[The Ambassadors by Henry James]@TWC D-Link bookThe Ambassadors BOOK Fifth 7/85
Hadn't he done well enough, so far as that went, in being exactly so dazzled? and in not having too, as he almost believed, wholly hidden from his host that he felt the latter's plummet? Suddenly, across the garden, he saw little Bilham approach, and it was a part of the fit that was on him that as their eyes met he guessed also HIS knowledge.
If he had said to him on the instant what was uppermost he would have said: "HAVE I passed ?--for of course I know one has to pass here." Little Bilham would have reassured him, have told him that he exaggerated, and have adduced happily enough the argument of little Bilham's own very presence; which, in truth, he could see, was as easy a one as Gloriani's own or as Chad's.

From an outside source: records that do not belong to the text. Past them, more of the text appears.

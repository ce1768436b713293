//! Error taxonomy and flow-control results.
//!
//! Two distinct kinds of outcome exist in the element:
//!
//! - [`TransceiverError`]: a real fault (bad configuration, failed caps
//!   negotiation, transport trouble). Surfaced at lifecycle boundaries or
//!   on the sink event path.
//! - [`FlowError`]: the non-OK outcome of a downstream buffer push. These are
//!   flow-control signals, not faults; the pacer inspects them to decide
//!   whether to keep pacing or wind down.

use std::fmt;

use thiserror::Error;

/// Errors that can occur while configuring or operating the transceiver.
#[derive(Debug, Error)]
pub enum TransceiverError {
    /// Missing or invalid configuration, fatal at startup.
    #[error("Invalid configuration: {0}")]
    Config(String),

    /// Caps negotiation failed, fatal for the current stream.
    #[error("Caps negotiation failed: {0}")]
    Caps(String),

    /// Transport-level trouble (handshake, I/O, unexpected close).
    #[error("Transport error: {0}")]
    Transport(String),

    /// Malformed or unknown control traffic.
    #[error("Protocol error: {0}")]
    Protocol(String),

    /// A lifecycle transition was requested that the element cannot perform.
    #[error("Invalid state transition: {0}")]
    InvalidTransition(String),
}

/// Result type for transceiver operations.
pub type TransceiverResult<T> = Result<T, TransceiverError>;

/// Non-OK outcome of a downstream push.
#[derive(Debug, Clone, Copy, PartialEq, Eq)]
pub enum FlowError {
    /// Downstream is flushing; the buffer was not consumed.
    Flushing,
    /// Downstream reached end-of-stream and accepts no more data.
    Eos,
    /// No consumer is linked to the source port.
    NotLinked,
    /// Unspecified downstream failure.
    Error,
}

impl fmt::Display for FlowError {
    fn fmt(&self, f: &mut fmt::Formatter<'_>) -> fmt::Result {
        match self {
            FlowError::Flushing => write!(f, "flushing"),
            FlowError::Eos => write!(f, "eos"),
            FlowError::NotLinked => write!(f, "not-linked"),
            FlowError::Error => write!(f, "error"),
        }
    }
}

/// Result of pushing a buffer downstream.
pub type FlowResult = Result<(), FlowError>;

He himself would perhaps then after a while cease to be frightened, would get the point of view for some of the faces--types tremendously alien, alien to Woollett--that he had already begun to take in.
Who were they all, the dispersed groups and couples, the ladies even more unlike those of Woollett than the gentlemen ?--this was the enquiry that, when his young friend had greeted him, he did find himself making. "Oh they're every one--all sorts and sizes; of course I mean within limits, though limits down perhaps rather more than limits up.
There are always artists--he's beautiful and inimitable to the cher confrere; and then gros bonnets of many kinds--ambassadors, cabinet ministers, bankers, generals, what do I know? even Jews.